Sherrod Brown: Rumpled- Unvarnished and Just Maybe a Candidate for President – The New York Times

By Sydney Ember
Nov. 15, 2018

“COLUMBUS, Ohio — One after another, the Democratic candidates in Ohio fell.

But there was Senator Sherrod Brown celebrating his re-election last Tuesday night at a hotel ballroom before a crowd of anxious revelers.

“Let our country — let our nation’s citizens, our Democratic Party, my fellow elected officials all over the country — let them all cast their eyes towards the heartland,” Mr. Brown said from the stage, dispelling the sense of disappointment that had begun to descend.

Then, his gravelly voice rasping out a crescendo, he made it clear where he thought his party could forge its path to success: his triumphant campaign, he said, was the “blueprint for America for 2020.” The revelers roared.

If his victory speech seemed to double as a calling card for a possible presidential run, there was good reason.
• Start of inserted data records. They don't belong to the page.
#![deny(
    unsafe_code,
    missing_docs,
    dead_code,
    unused_results,
    non_snake_case,
    unreachable_pub
)]

//! Runtime guard that keeps the world within its numeric and size bounds.
//!
//! The guard runs around every tick. [`InvariantGuard::pre_tick`] rejects a
//! tick whose inputs are already corrupt, before anything is mutated.
//! [`InvariantGuard::post_tick`] trims over-cap collections oldest first, then
//! asserts that the player and a bounded sample of every collection are
//! finite. Each violation is captured as a [`DiagnosticSnapshot`], logged and
//! stored in a [`DiagnosticSink`] before the error is returned.

mod sink;
mod snapshot;

use std::collections::BTreeSet;

use deepfield_core::{glam::Vec2, Command, EntityCaps, Event, TrackedCollection};
use deepfield_world::{apply, query, World};
use thiserror::Error;

pub use sink::{DiagnosticSink, FileSink, MemorySink, SinkError};
pub use snapshot::{CollectionRecord, DiagnosticSnapshot, PlayerRecord, SampleRecord};

/// Key under which the most recent violation snapshot is stored.
pub const LAST_VIOLATION_KEY: &str = "deepfield_last_invariant_violation";

/// Interior samples taken per collection when sampling partially.
pub const DEFAULT_INTERIOR_SAMPLES: usize = 6;

/// Fail-fast numeric invariant violations.
#[derive(Clone, Debug, PartialEq, Error)]
pub enum InvariantViolation {
    /// A value that must be finite was NaN or infinite.
    #[error("non-finite {label} ({value}) at {context}")]
    NonFinite {
        /// Quantity that failed.
        label: &'static str,
        /// Offending value.
        value: f32,
        /// Where the value was found.
        context: String,
    },
    /// The tick delta was negative.
    #[error("tick delta must not be negative, got {value}")]
    NegativeDelta {
        /// Offending delta.
        value: f32,
    },
}

/// Which collection entries the post-tick finiteness check visits.
#[derive(Clone, Copy, Debug, PartialEq, Eq)]
pub enum SamplingMode {
    /// First, last and `interior` evenly spaced entries of each collection.
    Partial {
        /// Interior entries sampled between the head and the tail.
        interior: usize,
    },
    /// Every entry.
    Exhaustive,
}

impl Default for SamplingMode {
    fn default() -> Self {
        Self::Partial {
            interior: DEFAULT_INTERIOR_SAMPLES,
        }
    }
}

impl SamplingMode {
    /// Indices visited for a collection of `len` entries, ascending.
    #[must_use]
    pub fn indices(self, len: usize) -> Vec<usize> {
        match self {
            Self::Exhaustive => (0..len).collect(),
            Self::Partial { .. } if len == 0 => Vec::new(),
            Self::Partial { interior } => {
                let last = len - 1;
                let mut picked = BTreeSet::from([0, last]);
                for slot in 1..=interior {
                    let _ = picked.insert(slot * last / (interior + 1));
                }
                picked.into_iter().collect()
            }
        }
    }
}

fn finite(label: &'static str, value: f32, context: impl FnOnce() -> String) -> Result<(), InvariantViolation> {
    if value.is_finite() {
        Ok(())
    } else {
        Err(InvariantViolation::NonFinite {
            label,
            value,
            context: context(),
        })
    }
}

fn finite_vec(label: &'static str, value: Vec2, context: impl Fn() -> String) -> Result<(), InvariantViolation> {
    finite(label, value.x, &context)?;
    finite(label, value.y, &context)
}

/// Enforces entity caps and numeric sanity around each tick.
#[derive(Debug)]
pub struct InvariantGuard {
    caps: EntityCaps,
    sampling: SamplingMode,
    sink: Box<dyn DiagnosticSink>,
    violations: u64,
}

impl InvariantGuard {
    /// Creates a guard enforcing `caps` that stores snapshots in `sink`.
    #[must_use]
    pub fn new(caps: EntityCaps, sink: Box<dyn DiagnosticSink>) -> Self {
        Self {
            caps,
            sampling: SamplingMode::default(),
            sink,
            violations: 0,
        }
    }

    /// Replaces the sampling mode used by [`Self::post_tick`].
    #[must_use]
    pub fn with_sampling(mut self, sampling: SamplingMode) -> Self {
        self.sampling = sampling;
        self
    }

    /// Caps currently enforced.
    #[must_use]
    pub fn caps(&self) -> &EntityCaps {
        &self.caps
    }

    /// Violations reported since the guard was created.
    #[must_use]
    pub fn violations(&self) -> u64 {
        self.violations
    }

    /// Snapshot stored by the most recent violation, as raw JSON.
    pub fn last_violation(&self) -> Result<Option<serde_json::Value>, SinkError> {
        self.sink
            .load(LAST_VIOLATION_KEY)?
            .map(|payload| serde_json::from_str(&payload))
            .transpose()
            .map_err(SinkError::from)
    }

    /// Validates the tick inputs. Nothing is mutated.
    pub fn pre_tick(&mut self, world: &World, dt: f32) -> Result<(), InvariantViolation> {
        let checked = finite("dt", dt, || String::from("tick delta"))
            .and_then(|()| {
                if dt < 0.0 {
                    Err(InvariantViolation::NegativeDelta { value: dt })
                } else {
                    Ok(())
                }
            })
            .and_then(|()| check_player(world, "pre-tick"));
        self.report(world, checked)
    }

    /// Trims over-cap collections, then checks the player and sampled entities.
    pub fn post_tick(
        &mut self,
        world: &mut World,
        out_events: &mut Vec<Event>,
    ) -> Result<(), InvariantViolation> {
        for collection in TrackedCollection::ALL {
            let len = query::collection_len(world, collection);
            let cap = self.caps.cap(collection);
            if len > cap {
                let count = len - cap;
                tracing::warn!(%collection, len, cap, removed = count, "collection over cap, trimming oldest");
                apply(world, Command::TrimOldest { collection, count }, out_events);
            }
        }

        let checked = check_player(world, "post-tick").and_then(|()| self.check_samples(world));
        self.report(world, checked)
    }

    fn check_samples(&self, world: &World) -> Result<(), InvariantViolation> {
        for collection in TrackedCollection::ALL {
            let len = query::collection_len(world, collection);
            for index in self.sampling.indices(len) {
                let Some(sample) = query::sample(world, collection, index) else {
                    continue;
                };
                let context = || format!("{collection}[{index}] id {}", sample.id);
                finite_vec("position", sample.position, context)?;
                finite_vec("velocity", sample.velocity, context)?;
                finite("health", sample.health, context)?;
            }
        }
        Ok(())
    }

    fn report(
        &mut self,
        world: &World,
        checked: Result<(), InvariantViolation>,
    ) -> Result<(), InvariantViolation> {
        let Err(violation) = checked else {
            return Ok(());
        };
        self.violations += 1;
        let snapshot = DiagnosticSnapshot::capture(world, violation.to_string());
        tracing::error!(
            %violation,
            tick = snapshot.tick,
            run_seed = ?snapshot.run_seed,
            zone = ?snapshot.zone_index,
            "invariant violated"
        );
        let stored = serde_json::to_string_pretty(&snapshot)
            .map_err(SinkError::from)
            .and_then(|payload| self.sink.store(LAST_VIOLATION_KEY, &payload));
        if let Err(error) = stored {
            tracing::warn!(%error, "failed to persist diagnostic snapshot");
        }
        Err(violation)
    }
}

fn check_player(world: &World, phase: &'static str) -> Result<(), InvariantViolation> {
    let player = query::player(world);
    let context = || format!("player ({phase})");
    finite_vec("player position", player.position, context)?;
    finite_vec("player velocity", player.velocity, context)?;
    finite("player health", player.health, context)?;
    finite("player shield", player.shield, context)
}

#[cfg(test)]
mod tests {
    use super::*;

    #[test]
    fn partial_sampling_includes_head_and_tail() {
        let mode = SamplingMode::Partial { interior: 3 };
        assert_eq!(mode.indices(0), Vec::<usize>::new());
        assert_eq!(mode.indices(1), vec![0]);
        assert_eq!(mode.indices(2), vec![0, 1]);
        assert_eq!(mode.indices(9), vec![0, 2, 4, 6, 8]);
        assert_eq!(mode.indices(1_000).len(), 5);
    }

    #[test]
    fn exhaustive_sampling_visits_everything() {
        assert_eq!(SamplingMode::Exhaustive.indices(4), vec![0, 1, 2, 3]);
    }

    #[test]
    fn violations_render_their_context() {
        let violation = InvariantViolation::NonFinite {
            label: "position",
            value: f32::NAN,
            context: String::from("bullets[3] id 7"),
        };
        assert_eq!(violation.to_string(), "non-finite position (NaN) at bullets[3] id 7");
    }
}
Not only had Mr. Brown won his third term in this crucial battleground that President Trump claimed by eight points, he was the only major Democrat to win a statewide seat in Ohio.”

David Lindsay: This piece by Ember flunks. No mention of climate change. It misses the big story, that Sherrod Brown is a leader to fight climate change, while protecting manufacturing.  See post before this one.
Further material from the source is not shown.